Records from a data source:
■ ■ ■ ■
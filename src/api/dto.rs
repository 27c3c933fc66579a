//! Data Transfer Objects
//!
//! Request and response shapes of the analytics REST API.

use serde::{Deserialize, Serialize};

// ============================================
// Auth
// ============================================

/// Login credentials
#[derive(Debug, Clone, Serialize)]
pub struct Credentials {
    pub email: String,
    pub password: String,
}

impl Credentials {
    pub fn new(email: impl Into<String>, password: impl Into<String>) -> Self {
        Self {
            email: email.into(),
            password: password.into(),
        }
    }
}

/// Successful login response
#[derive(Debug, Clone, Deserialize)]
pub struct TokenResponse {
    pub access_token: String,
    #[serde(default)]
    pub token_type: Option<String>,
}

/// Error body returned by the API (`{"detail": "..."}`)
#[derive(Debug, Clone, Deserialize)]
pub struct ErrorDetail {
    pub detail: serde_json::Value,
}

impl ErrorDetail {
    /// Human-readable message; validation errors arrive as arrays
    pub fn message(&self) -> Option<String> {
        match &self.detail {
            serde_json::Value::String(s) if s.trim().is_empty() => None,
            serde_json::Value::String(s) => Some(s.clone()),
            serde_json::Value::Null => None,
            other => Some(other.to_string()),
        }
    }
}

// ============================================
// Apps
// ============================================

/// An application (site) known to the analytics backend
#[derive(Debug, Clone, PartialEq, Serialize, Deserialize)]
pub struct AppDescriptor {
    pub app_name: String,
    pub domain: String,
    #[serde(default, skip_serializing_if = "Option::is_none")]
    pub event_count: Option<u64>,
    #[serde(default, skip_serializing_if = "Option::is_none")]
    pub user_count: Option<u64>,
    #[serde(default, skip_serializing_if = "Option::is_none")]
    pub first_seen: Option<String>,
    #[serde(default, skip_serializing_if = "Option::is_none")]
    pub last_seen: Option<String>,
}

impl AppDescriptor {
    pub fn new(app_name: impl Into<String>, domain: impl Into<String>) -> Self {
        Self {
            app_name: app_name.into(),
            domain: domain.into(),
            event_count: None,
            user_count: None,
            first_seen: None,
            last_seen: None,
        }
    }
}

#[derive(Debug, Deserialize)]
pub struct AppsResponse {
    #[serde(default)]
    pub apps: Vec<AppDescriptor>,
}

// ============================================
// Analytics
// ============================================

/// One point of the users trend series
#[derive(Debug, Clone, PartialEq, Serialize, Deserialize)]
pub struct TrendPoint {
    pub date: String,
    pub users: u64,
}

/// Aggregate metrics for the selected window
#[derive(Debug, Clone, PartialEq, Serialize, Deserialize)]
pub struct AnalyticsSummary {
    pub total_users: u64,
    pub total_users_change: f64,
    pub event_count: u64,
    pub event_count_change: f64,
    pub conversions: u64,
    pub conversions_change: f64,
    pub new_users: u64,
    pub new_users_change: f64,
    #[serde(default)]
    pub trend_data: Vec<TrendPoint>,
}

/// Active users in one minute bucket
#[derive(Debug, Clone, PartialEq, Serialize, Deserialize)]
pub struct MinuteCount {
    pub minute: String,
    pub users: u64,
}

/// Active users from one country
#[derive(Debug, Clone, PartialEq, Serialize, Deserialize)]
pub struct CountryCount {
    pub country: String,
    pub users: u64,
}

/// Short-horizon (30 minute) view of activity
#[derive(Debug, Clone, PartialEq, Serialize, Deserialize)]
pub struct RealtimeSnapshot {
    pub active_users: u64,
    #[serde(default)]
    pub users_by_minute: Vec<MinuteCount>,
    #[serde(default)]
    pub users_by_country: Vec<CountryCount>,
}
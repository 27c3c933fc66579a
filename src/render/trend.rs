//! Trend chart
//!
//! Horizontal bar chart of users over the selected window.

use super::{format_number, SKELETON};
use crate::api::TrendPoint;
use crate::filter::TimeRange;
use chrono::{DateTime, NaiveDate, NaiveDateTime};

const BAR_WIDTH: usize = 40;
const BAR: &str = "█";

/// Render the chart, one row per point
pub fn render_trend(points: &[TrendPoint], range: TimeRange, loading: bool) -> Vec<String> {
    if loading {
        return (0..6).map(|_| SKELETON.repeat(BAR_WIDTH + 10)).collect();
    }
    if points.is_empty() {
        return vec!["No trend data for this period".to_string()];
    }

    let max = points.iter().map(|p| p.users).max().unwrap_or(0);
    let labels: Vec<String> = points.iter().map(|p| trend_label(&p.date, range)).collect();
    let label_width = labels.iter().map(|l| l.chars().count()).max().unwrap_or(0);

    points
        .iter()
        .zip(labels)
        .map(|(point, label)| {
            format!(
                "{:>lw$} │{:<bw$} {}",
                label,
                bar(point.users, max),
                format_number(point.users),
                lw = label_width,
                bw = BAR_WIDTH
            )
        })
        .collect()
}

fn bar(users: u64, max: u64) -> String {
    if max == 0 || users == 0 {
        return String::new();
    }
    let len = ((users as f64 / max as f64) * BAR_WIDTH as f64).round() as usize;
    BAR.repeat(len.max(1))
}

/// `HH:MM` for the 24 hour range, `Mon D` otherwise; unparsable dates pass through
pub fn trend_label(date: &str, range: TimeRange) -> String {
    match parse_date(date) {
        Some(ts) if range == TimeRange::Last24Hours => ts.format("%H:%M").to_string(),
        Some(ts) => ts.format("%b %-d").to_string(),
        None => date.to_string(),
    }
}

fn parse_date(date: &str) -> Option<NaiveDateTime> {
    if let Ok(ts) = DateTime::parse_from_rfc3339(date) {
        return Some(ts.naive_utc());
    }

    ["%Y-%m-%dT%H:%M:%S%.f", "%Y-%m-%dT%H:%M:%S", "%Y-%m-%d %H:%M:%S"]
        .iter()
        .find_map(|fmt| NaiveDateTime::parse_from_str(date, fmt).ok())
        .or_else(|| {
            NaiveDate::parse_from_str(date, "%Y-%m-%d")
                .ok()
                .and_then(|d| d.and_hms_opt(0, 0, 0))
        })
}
■ ■ ■ ■
Activity: Going line by line through the entries above, count each line that has the word "chart", then state the count alone.

Your solution: 3